- Also known as: Bonnie Brown Ring
- Born: Bonnie Jean Brown July 31, 1938 Sparkman, Arkansas, U.S.
- Died: July 16, 2016 (aged 77) Little Rock, Arkansas, U.S.
- Genres: Country
- Occupation: Singer
- Years active: 1955–1967
- Label: RCA Victor
- Formerly of: Jim Ed Brown, Maxine Brown

= Bonnie Brown (musician) =

American country music singer (1938–2016)

Bonnie Jean Brown (July 31, 1938 - July 16, 2016) was an American country music singer and member of the Browns, a sibling trio popular in the 1950s and 1960s.

==Biography==
Bonnie Jean Brown was born July 31, 1938, in Sparkman, Arkansas, to Floyd Iron Brown and Birdie Lee Tuberville Brown.
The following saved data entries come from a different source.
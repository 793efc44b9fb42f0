//! Summary sections: category index, heading and the summary table.

use super::{section_anchor, ReportBuilder};
use crate::model::{
    Alignment, Field, HeightRule, LinkTarget, Paragraph, RecordKind, Table, TableCell, TableRow,
    VerticalAlignment,
};

impl<'a> ReportBuilder<'a> {
    pub(super) fn write_summary(&mut self, kind: RecordKind) {
        let config = self.config;
        let style = self.styler.config();

        let anchors: Vec<String> = config
            .categories
            .iter()
            .map(|c| {
                self.bookmarks
                    .reserve(&format!("cat_{}_{}", kind.bookmark_prefix(), c.name))
            })
            .collect();

        // Category index: one row of links to the category rows below.
        let widths: Vec<f32> = config.categories.iter().map(|c| c.index_width).collect();
        let cells = config
            .categories
            .iter()
            .zip(&anchors)
            .map(|(category, anchor)| {
                let mut cell = self
                    .styler
                    .link_cell(category.name.clone(), Some(LinkTarget::Anchor(anchor.clone())))
                    .valign(VerticalAlignment::Middle);
                for p in &mut cell.content {
                    p.style.alignment = Alignment::Center;
                }
                cell
            })
            .collect();
        let mut index = Table::with_widths(widths).align(Alignment::Center);
        index.add_row(TableRow::new(cells));
        self.emit_table(index);
        self.emit_paragraph(self.styler.blank());

        let heading = Paragraph::with_run(self.styler.heading(kind.heading(), style.heading_size))
            .align(Alignment::Center);
        let heading = self.bookmark(heading, section_anchor(kind));
        self.emit_paragraph(heading);

        let mut table = Table::with_widths(config.summary_widths(kind).to_vec());
        let header = ["Sl No", kind.number_label(), "Title", "Assignee", "Inventors"]
            .into_iter()
            .map(|label| {
                TableCell::paragraph(
                    self.styler
                        .tight(Paragraph::with_run(self.styler.bold(label)))
                        .align(Alignment::Center),
                )
                .valign(VerticalAlignment::Middle)
            })
            .collect();
        table.add_row(TableRow::header(header));

        let columns = table.column_count();
        for (category, anchor) in config.categories.iter().zip(anchors) {
            let label = Paragraph::with_run(
                self.styler
                    .bold(format!("> {}", category.name.to_uppercase())),
            );
            let label = self.bookmark(self.styler.tight(label), &anchor);
            let row = TableRow::new(vec![TableCell::paragraph(label)
                .span(columns)
                .valign(VerticalAlignment::Middle)])
            .height(style.category_row_height, HeightRule::Exact);
            table.add_row(row);

            for record in self.workbook.in_category(kind, &category.name) {
                let cells = vec![
                    self.styler.centered_cell(record.text(Field::SerialNo)),
                    self.styler
                        .link_cell(record.text(Field::Number), self.record_target(record)),
                    self.styler.text_cell(record.text(Field::Title)),
                    self.styler.text_cell(record.text(Field::Assignee)),
                    self.styler.text_cell(record.text(Field::Inventors)),
                ];
                table.add_row(TableRow::new(cells));
            }
        }
        self.emit_table(table);
    }
}

#[cfg(test)]
mod tests {
    use crate::build::ReportBuilder;
    use crate::config::{PartSelection, ReportConfig};
    use crate::fetch::DisabledFetcher;
    use crate::model::{Block, Field, InlineContent, PatentWorkbook, Record, RecordKind, Table};

    fn summary_table(blocks: &[Block]) -> &Table {
        blocks
            .iter()
            .find_map(|b| match b {
                Block::Table(t) if t.rows.first().map_or(false, |r| r.is_header) => Some(t),
                _ => None,
            })
            .expect("summary table")
    }

    #[test]
    fn test_summary_rows_grouped_by_category() {
        let config = ReportConfig::default()
            .with_images(false)
            .with_parts(PartSelection::parse("gp-index").unwrap());
        let mut wb = PatentWorkbook::new();
        wb.granted_patents.push(
            Record::new(RecordKind::GrantedPatent, 2)
                .with(Field::SerialNo, "1")
                .with(Field::Number, "US1")
                .with(Field::Title, "Ocean bottom node")
                .with(Field::Category, "Seafloor, Marine"),
        );
        let report = ReportBuilder::new(&config, &wb, &DisabledFetcher).build();
        let table = summary_table(&report.document.blocks);

        assert_eq!(table.column_count(), 5);
        assert_eq!(
            table.rows[0].plain_text(),
            "Sl No\tPatent No\tTitle\tAssignee\tInventors"
        );
        // header + 9 category rows + the record twice
        assert_eq!(table.rows.len(), 12);
        assert_eq!(table.rows[1].plain_text(), "> SEAFLOOR");
        assert_eq!(table.rows[1].cells[0].colspan, 5);
        assert!(table.rows[2].plain_text().starts_with("1\tUS1\tOcean bottom node"));
        assert_eq!(table.rows[4].plain_text(), "> MARINE");
        assert!(table.rows[5].plain_text().contains("US1"));
    }

    #[test]
    fn test_category_index_links_to_category_rows() {
        let config = ReportConfig::default()
            .with_images(false)
            .with_parts(PartSelection::parse("fp-index").unwrap());
        let wb = PatentWorkbook::new();
        let report = ReportBuilder::new(&config, &wb, &DisabledFetcher).build();

        let index = match &report.document.blocks[0] {
            Block::Table(t) => t,
            other => panic!("expected index table, got {:?}", other),
        };
        assert_eq!(index.rows.len(), 1);
        assert_eq!(index.column_count(), 9);
        assert!((index.column_widths.iter().sum::<f32>() - 6.77).abs() < 0.01);

        let marks: Vec<String> = report
            .document
            .paragraphs()
            .flat_map(|p| p.bookmarks().map(String::from).collect::<Vec<_>>())
            .collect();
        assert!(marks.contains(&"first_publications".to_string()));
        assert!(marks.contains(&"cat_fp_Seafloor".to_string()));

        let first_cell = &index.rows[0].cells[0].content[0];
        assert!(matches!(
            &first_cell.content[0],
            InlineContent::Link { run, .. } if run.text == "Seafloor"
        ));
    }
}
Her parents owned a farm, and her father also worked at a sawmill. While Brown was still a child, the family moved to Pine Bluff, Arkansas. In 1955, at age 18, she joined her older siblings Maxine and Jim Ed, who were already performing as a duo, to form the musical trio the Browns. Signed by RCA Victor in 1956, the trio scored their biggest hit when their folk-pop single "The Three Bells" reached No. 1 on the Billboard Hot 100 pop and country charts. The single held the No. 1 spot on the pop charts for 4 weeks, and on the country charts for ten.

After she married Dr. Gene Ring in 1960, she was known as Bonnie Brown Ring.
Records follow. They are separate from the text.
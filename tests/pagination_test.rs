mod common;

use common::{fp_row, read_part, write_xlsx, FP_HEADERS, GP_HEADERS};
use patwatch::build::estimate_detail_pages;
use patwatch::{PatentWatch, RecordKind, ReportConfig};

fn long_abstract_workbook(dir: &std::path::Path, records: usize) -> std::path::PathBuf {
    let mut fp = vec![FP_HEADERS.iter().map(|s| s.to_string()).collect::<Vec<_>>()];
    for i in 0..records {
        let mut row = fp_row(
            i + 1,
            &format!("WO2024{:06}A1", i),
            "Processing",
            "https://example.com/doc",
        );
        // Abstract is the last column.
        if let Some(last) = row.last_mut() {
            *last = "wavefield separation ".repeat(60);
        }
        fp.push(row);
    }
    let gp = vec![GP_HEADERS.iter().map(|s| s.to_string()).collect()];

    let path = dir.join("long.xlsx");
    write_xlsx(&path, &[("First Publication", fp), ("Granted", gp)]);
    path
}

#[test]
fn test_page_breaks_match_estimate() {
    let dir = tempfile::tempdir().unwrap();
    let input = long_abstract_workbook(dir.path(), 8);
    let output = dir.path().join("long.docx");

    let config = ReportConfig::default().with_images(false);
    let watch = PatentWatch::with_config(config.clone());
    let workbook = watch.read(&input).unwrap();
    let pages = estimate_detail_pages(&config, &workbook, RecordKind::FirstPublication);
    assert!(pages > 1);

    let stats = watch.generate(&input, &output).unwrap();
    assert_eq!(stats.forced_breaks as usize, pages - 1);

    let data = std::fs::read(&output).unwrap();
    let document = read_part(&data, "word/document.xml").unwrap();
    let breaks = document.matches(r#"<w:br w:type="page"/>"#).count();
    // Four breaks separate the five parts.
    assert_eq!(breaks, 4 + stats.forced_breaks as usize);
}

#[test]
fn test_short_blocks_share_pages() {
    let dir = tempfile::tempdir().unwrap();
    let input = long_abstract_workbook(dir.path(), 1);

    let config = ReportConfig::default().with_images(false);
    let workbook = PatentWatch::with_config(config.clone()).read(&input).unwrap();
    assert_eq!(
        estimate_detail_pages(&config, &workbook, RecordKind::FirstPublication),
        1
    );
    assert_eq!(
        estimate_detail_pages(&config, &workbook, RecordKind::GrantedPatent),
        1
    );
}

#[test]
fn test_shorter_rows_need_fewer_pages() {
    let dir = tempfile::tempdir().unwrap();
    let input = long_abstract_workbook(dir.path(), 8);

    let config = ReportConfig::default().with_images(false);
    let workbook = PatentWatch::with_config(config.clone()).read(&input).unwrap();
    let normal = estimate_detail_pages(&config, &workbook, RecordKind::FirstPublication);

    // Each block fills most of a page at the default row height.
    assert_eq!(normal, 8);

    let mut short = config.clone();
    short.pagination.row_height = 0.1;
    let shorter = estimate_detail_pages(&short, &workbook, RecordKind::FirstPublication);
    assert_eq!(shorter, 4);
}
In 1965, the Browns joined the Grand Ole Opry in Nashville, Tennessee, and disbanded in 1967 after Brown had decided to retire from the music business.
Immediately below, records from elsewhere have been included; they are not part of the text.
//! DOCX rendering options.

use crate::config::PageGeometry;

/// Options for writing a DOCX package.
#[derive(Debug, Clone)]
pub struct DocxOptions {
    /// Page height and vertical margins
    pub page: PageGeometry,

    /// Page width in inches
    pub page_width: f64,

    /// Left margin in inches
    pub margin_left: f64,

    /// Right margin in inches
    pub margin_right: f64,

    /// Default font of the generated styles part
    pub font_name: String,

    /// Default font size in points
    pub font_size: f32,

    /// Prefix for relationship ids of generated parts
    pub rel_prefix: String,

    /// Prefix for generated media file names
    pub media_prefix: String,
}

impl DocxOptions {
    /// Create new options with defaults.
    pub fn new() -> Self {
        Self::default()
    }

    /// Set the page geometry.
    pub fn with_page(mut self, page: PageGeometry) -> Self {
        self.page = page;
        self
    }

    /// Set the default font.
    pub fn with_font(mut self, name: impl Into<String>, size: f32) -> Self {
        self.font_name = name.into();
        self.font_size = size;
        self
    }

    /// Set the relationship id prefix.
    pub fn with_rel_prefix(mut self, prefix: impl Into<String>) -> Self {
        self.rel_prefix = prefix.into();
        self
    }

    /// Width available between the side margins.
    pub fn text_width(&self) -> f64 {
        self.page_width - self.margin_left - self.margin_right
    }
}

impl Default for DocxOptions {
    fn default() -> Self {
        Self {
            page: PageGeometry::default(),
            page_width: 8.5,
            margin_left: 0.75,
            margin_right: 0.75,
            font_name: "Calibri".to_string(),
            font_size: 10.0,
            rel_prefix: "rId".to_string(),
            media_prefix: "pw_".to_string(),
        }
    }
}
//! Paragraph and text-level types.

use serde::{Deserialize, Serialize};

/// A paragraph of report content.
#[derive(Debug, Clone, Serialize, Deserialize)]
pub struct Paragraph {
    /// Inline content in the paragraph
    pub content: Vec<InlineContent>,

    /// Paragraph style
    pub style: ParagraphStyle,
}

impl Paragraph {
    /// Create a new empty paragraph.
    pub fn new() -> Self {
        Self {
            content: Vec::new(),
            style: ParagraphStyle::default(),
        }
    }

    /// Create a paragraph with plain text.
    pub fn with_text(text: impl Into<String>) -> Self {
        let mut p = Self::new();
        p.add_text(text);
        p
    }

    /// Create a paragraph holding a single styled run.
    pub fn with_run(run: TextRun) -> Self {
        let mut p = Self::new();
        p.add_run(run);
        p
    }

    /// Set alignment and return self.
    pub fn align(mut self, alignment: Alignment) -> Self {
        self.style.alignment = alignment;
        self
    }

    /// Set spacing (points) and return self.
    pub fn spacing(mut self, before: f32, after: f32) -> Self {
        self.style.space_before = Some(before);
        self.style.space_after = Some(after);
        self
    }

    /// Keep this paragraph on the same page as the next block.
    pub fn keep_with_next(mut self) -> Self {
        self.style.keep_with_next = true;
        self
    }

    /// Add plain text to the paragraph.
    pub fn add_text(&mut self, text: impl Into<String>) {
        self.content.push(InlineContent::Text(TextRun::new(text)));
    }

    /// Add a styled text run.
    pub fn add_run(&mut self, run: TextRun) {
        self.content.push(InlineContent::Text(run));
    }

    /// Add a tab stop.
    pub fn add_tab(&mut self) {
        self.content.push(InlineContent::Tab);
    }

    /// Add a hyperlink.
    pub fn add_link(&mut self, run: TextRun, target: LinkTarget) {
        self.content.push(InlineContent::Link { run, target });
    }

    /// Add an inline image sized in inches.
    pub fn add_image(&mut self, resource_id: impl Into<String>, width: f32, height: f32) {
        self.content.push(InlineContent::Image {
            resource_id: resource_id.into(),
            width,
            height,
        });
    }

    /// Wrap the current content in a bookmark.
    pub fn wrap_in_bookmark(&mut self, id: u32, name: impl Into<String>) {
        self.content.insert(
            0,
            InlineContent::BookmarkStart {
                id,
                name: name.into(),
            },
        );
        self.content.push(InlineContent::BookmarkEnd { id });
    }

    /// Get plain text content of the paragraph.
    #[cfg(test)]
    pub fn plain_text(&self) -> String {
        self.content
            .iter()
            .map(|c| match c {
                InlineContent::Text(run) => run.text.clone(),
                InlineContent::Tab => "\t".to_string(),
                InlineContent::Link { run, .. } => run.text.clone(),
                InlineContent::Image { .. }
                | InlineContent::BookmarkStart { .. }
                | InlineContent::BookmarkEnd { .. } => String::new(),
            })
            .collect()
    }

    /// Iterate over link targets in the paragraph.
    pub fn links(&self) -> impl Iterator<Item = &LinkTarget> {
        self.content.iter().filter_map(|c| match c {
            InlineContent::Link { target, .. } => Some(target),
            _ => None,
        })
    }

    /// Iterate over bookmark names declared in the paragraph.
    pub fn bookmarks(&self) -> impl Iterator<Item = &str> {
        self.content.iter().filter_map(|c| match c {
            InlineContent::BookmarkStart { name, .. } => Some(name.as_str()),
            _ => None,
        })
    }
}

impl Default for Paragraph {
    fn default() -> Self {
        Self::new()
    }
}

/// Inline content within a paragraph.
#[derive(Debug, Clone, Serialize, Deserialize)]
#[serde(tag = "type", rename_all = "snake_case")]
pub enum InlineContent {
    /// A text run with styling
    Text(TextRun),

    /// A tab character
    Tab,

    /// A hyperlink
    Link {
        /// Link text and style
        run: TextRun,
        /// Where the link points
        target: LinkTarget,
    },

    /// An inline image
    Image {
        /// Resource ID
        resource_id: String,
        /// Display width in inches
        width: f32,
        /// Display height in inches
        height: f32,
    },

    /// Start of a named bookmark
    BookmarkStart {
        /// Unique bookmark id
        id: u32,
        /// Bookmark name (link anchor)
        name: String,
    },

    /// End of a bookmark
    BookmarkEnd {
        /// Id of the matching start
        id: u32,
    },
}

/// Destination of a hyperlink.
#[derive(Debug, Clone, PartialEq, Eq, Serialize, Deserialize)]
#[serde(tag = "kind", content = "value", rename_all = "lowercase")]
pub enum LinkTarget {
    /// An external URL
    External(String),
    /// A bookmark inside the document
    Anchor(String),
}

/// A run of text with consistent styling.
#[derive(Debug, Clone, Serialize, Deserialize)]
pub struct TextRun {
    /// The text content
    pub text: String,

    /// Text styling
    pub style: TextStyle,
}

impl TextRun {
    /// Create a new text run with default style.
    pub fn new(text: impl Into<String>) -> Self {
        Self {
            text: text.into(),
            style: TextStyle::default(),
        }
    }

    /// Create a bold text run.
    pub fn bold(text: impl Into<String>) -> Self {
        Self::new(text).with_style(TextStyle {
            bold: true,
            ..Default::default()
        })
    }

    /// Replace the style and return self.
    pub fn with_style(mut self, style: TextStyle) -> Self {
        self.style = style;
        self
    }

    /// Set font size in points and return self.
    pub fn size(mut self, points: f32) -> Self {
        self.style.font_size = Some(points);
        self
    }
}

/// Text styling properties.
#[derive(Debug, Clone, Default, PartialEq, Serialize, Deserialize)]
pub struct TextStyle {
    /// Bold text
    pub bold: bool,

    /// Italic text
    pub italic: bool,

    /// Underlined text
    pub underline: bool,

    /// Rendered in capitals
    pub all_caps: bool,

    /// Font name
    pub font_name: Option<String>,

    /// Font size in points
    pub font_size: Option<f32>,

    /// Text color (hex, e.g. "0563C1")
    pub color: Option<String>,
}

impl TextStyle {
    /// Check if any styling is applied.
    pub fn has_styling(&self) -> bool {
        self.bold
            || self.italic
            || self.underline
            || self.all_caps
            || self.font_name.is_some()
            || self.font_size.is_some()
            || self.color.is_some()
    }
}

/// Paragraph styling properties.
#[derive(Debug, Clone, Default, Serialize, Deserialize)]
pub struct ParagraphStyle {
    /// Text alignment
    pub alignment: Alignment,

    /// Space before paragraph in points
    pub space_before: Option<f32>,

    /// Space after paragraph in points
    pub space_after: Option<f32>,

    /// Keep on the same page as the next paragraph
    pub keep_with_next: bool,
}

/// Text alignment.
#[derive(Debug, Clone, Copy, Default, PartialEq, Eq, Serialize, Deserialize)]
#[serde(rename_all = "lowercase")]
pub enum Alignment {
    /// Left alignment (default)
    #[default]
    Left,
    /// Center alignment
    Center,
    /// Right alignment
    Right,
    /// Justified alignment
    Justify,
}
Unlike her siblings, Brown did not pursue a solo music career after the Browns dissolved, though the trio did reunite twice: in the 1980s, and in 2006 for a TV special Country Pop Legends.

In 2015, the trio was inducted into the Country Music Hall of Fame. Brown's brother, Jim, died of cancer June 11, 2015, and Maxine died on 21 January 2019.

==Death==
On September 28, 2015, Brown announced that she had been diagnosed with stage 4 adenocarcinoma right lung cancer. She died of the illness on July 16, 2016, aged 77. She was survived by her sister Maxine Brown; and by her daughters. Her husband preceded her in death by six months.